Our final work day and we’re out on patrol. First stop is securing the boardwalk across The Fen, a rare wetland habitat in Yosemite where our morning chorus of hammering makes short shrift of any exposed nails along the route. “The bikers and bare-footed hippy hikers thank you”, joked the ranger. Next, it was back to Wahhoga to block off the old trail with felled material and in the afternoon, we returned to Bridalveil Fall for the all-hands-on-deck removal of a dead tree crossing the trail. In turns, we axe through the tree’s gargantuan girth (Matt estimated it could be 600 rings old) before we finally hoist the tree from the passage, clearing the route. The next troop of volunteers would pick up where we left off!
After our merry week of NPS grafting, Friday in Yosemite was our designated rest day. If you’d call it that. I was embarking on a seize-the-day-off hike to the iconic Glacier Point, a 26km round trip from camp. Striking off, and weighed down with five litres of water, packed lunch and my final rations of Aldi trail mix, I head up the mountain wilderness, my camp mate Nikee carrying bear bells which, paired with a sing-song, would prove a bear deterrent.

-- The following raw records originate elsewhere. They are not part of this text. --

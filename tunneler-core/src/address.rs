use std::fmt::{self, Display, Formatter};
use std::net::SocketAddr;
use std::str::FromStr;

use crate::{Result, TunnelError};

/// Transport protocol carried by a tunnel.
#[derive(Debug, Clone, Copy, PartialEq, Eq, Hash)]
pub enum Protocol {
    Tcp,
    Udp,
}

impl FromStr for Protocol {
    type Err = TunnelError;

    fn from_str(s: &str) -> Result<Self> {
        match s {
            "tcp" => Ok(Protocol::Tcp),
            "udp" => Ok(Protocol::Udp),
            actual => Err(TunnelError::MalformedSpec(format!(
                "unknown protocol '{}', expected tcp or udp",
                actual
            ))),
        }
    }
}

impl Display for Protocol {
    fn fmt(&self, f: &mut Formatter<'_>) -> fmt::Result {
        match self {
            Protocol::Tcp => write!(f, "tcp"),
            Protocol::Udp => write!(f, "udp"),
        }
    }
}

/// Unresolved `host:port` pair. Name resolution happens at dial/listen time.
#[derive(Debug, Clone, PartialEq, Eq, Hash)]
pub struct HostPort {
    host: String,
    port: u16,
}

impl HostPort {
    pub fn new(host: impl Into<String>, port: u16) -> Self {
        Self {
            host: host.into(),
            port,
        }
    }

    pub fn host(&self) -> &str {
        &self.host
    }

    pub fn port(&self) -> u16 {
        self.port
    }

    /// Resolves the pair into socket addresses.
    pub async fn resolve(&self) -> Result<Vec<SocketAddr>> {
        let addrs: Vec<SocketAddr> = tokio::net::lookup_host((self.host.as_str(), self.port))
            .await?
            .collect();

        if addrs.is_empty() {
            return Err(TunnelError::Io(std::io::Error::new(
                std::io::ErrorKind::NotFound,
                format!("{} did not resolve to any address", self),
            )));
        }

        Ok(addrs)
    }
}

impl From<SocketAddr> for HostPort {
    fn from(addr: SocketAddr) -> Self {
        HostPort::new(addr.ip().to_string(), addr.port())
    }
}

impl Display for HostPort {
    fn fmt(&self, f: &mut Formatter<'_>) -> fmt::Result {
        if self.host.contains(':') {
            write!(f, "[{}]:{}", self.host, self.port)
        } else {
            write!(f, "{}:{}", self.host, self.port)
        }
    }
}

impl FromStr for HostPort {
    type Err = TunnelError;

    fn from_str(s: &str) -> Result<Self> {
        let (host, port) = match s.strip_prefix('[') {
            Some(rest) => {
                let (host, rest) = rest
                    .split_once(']')
                    .ok_or_else(|| malformed_address(s))?;
                let port = rest.strip_prefix(':').ok_or_else(|| malformed_address(s))?;
                (host, port)
            }
            None => s.rsplit_once(':').ok_or_else(|| malformed_address(s))?,
        };

        if host.is_empty() {
            return Err(malformed_address(s));
        }

        Ok(HostPort::new(host, parse_port(port)?))
    }
}

/// Protocol plus address; the wire form is `tcp://host:port`.
#[derive(Debug, Clone, PartialEq, Eq, Hash)]
pub struct Destination {
    protocol: Protocol,
    address: HostPort,
}

impl Destination {
    pub fn new(protocol: Protocol, address: HostPort) -> Self {
        Self { protocol, address }
    }

    pub fn protocol(&self) -> Protocol {
        self.protocol
    }

    pub fn address(&self) -> &HostPort {
        &self.address
    }
}

impl Display for Destination {
    fn fmt(&self, f: &mut Formatter<'_>) -> fmt::Result {
        write!(f, "{}://{}", self.protocol, self.address)
    }
}

impl FromStr for Destination {
    type Err = TunnelError;

    fn from_str(s: &str) -> Result<Self> {
        let (protocol, address) = s
            .split_once("://")
            .ok_or_else(|| TunnelError::MalformedFrame(format!("invalid destination '{}'", s)))?;

        let protocol = protocol
            .parse::<Protocol>()
            .map_err(|err| TunnelError::MalformedFrame(err.to_string()))?;
        let address = address
            .parse::<HostPort>()
            .map_err(|err| TunnelError::MalformedFrame(err.to_string()))?;

        Ok(Destination::new(protocol, address))
    }
}

pub(crate) fn parse_port(value: &str) -> Result<u16> {
    value
        .parse::<u16>()
        .map_err(|_| TunnelError::MalformedSpec(format!("invalid port '{}'", value)))
}

fn malformed_address(value: &str) -> TunnelError {
    TunnelError::MalformedSpec(format!("invalid address '{}', expected host:port", value))
}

Only 10% of the 4 million annual visitors to Yosemite venture beyond the Valley and the crowds peter out with every step….by the time I reach 2000m, our camp pack has thinned and I’ve not seen a soul for an hour. But seven hours after setting off and passing the Nevada Falls and spectacular panorama trail cliffs, I reach Glacier Point as Yosemite’s untamed wilderness spilling out to awesome infinity. I can see why they are called Sierra Nevada (snowy mountains in Spanish). Back at camp that evening, we enjoyed the last supper at camp but most importantly accepted the literal badge of honour to mark our week’s efforts …I’d officially graduated as a Yosemite volunteer!
6am and my fellow volunteers are stealthily beginning to decamp; there are home journeys to LA, flights back to Ohio and onward road-trips to Alaska ahead. Parting hugs and sincere “see you next times”. Later we had upped sticks and tent pegs filled by a week which, in the best possible way, had felt like a month.
Carving my Chevrolet out the valley that morning almost felt like a “best bits” montage from Big Brother: Yosemite. I passed the spot where we split timber on our first day, spotted hikers enjoying our new trail at Wahhoga, while Glacier Point, our hiking highlight, loomed spectacularly in my rear-view mirror. But with one extra day until my flight, I decided to stick around to experience the one thing which had eluded me deep in the valley: and parked up that night over Sierra Nevada to watch my first Yosemite sunset. 100% guarantees it won’t be my last.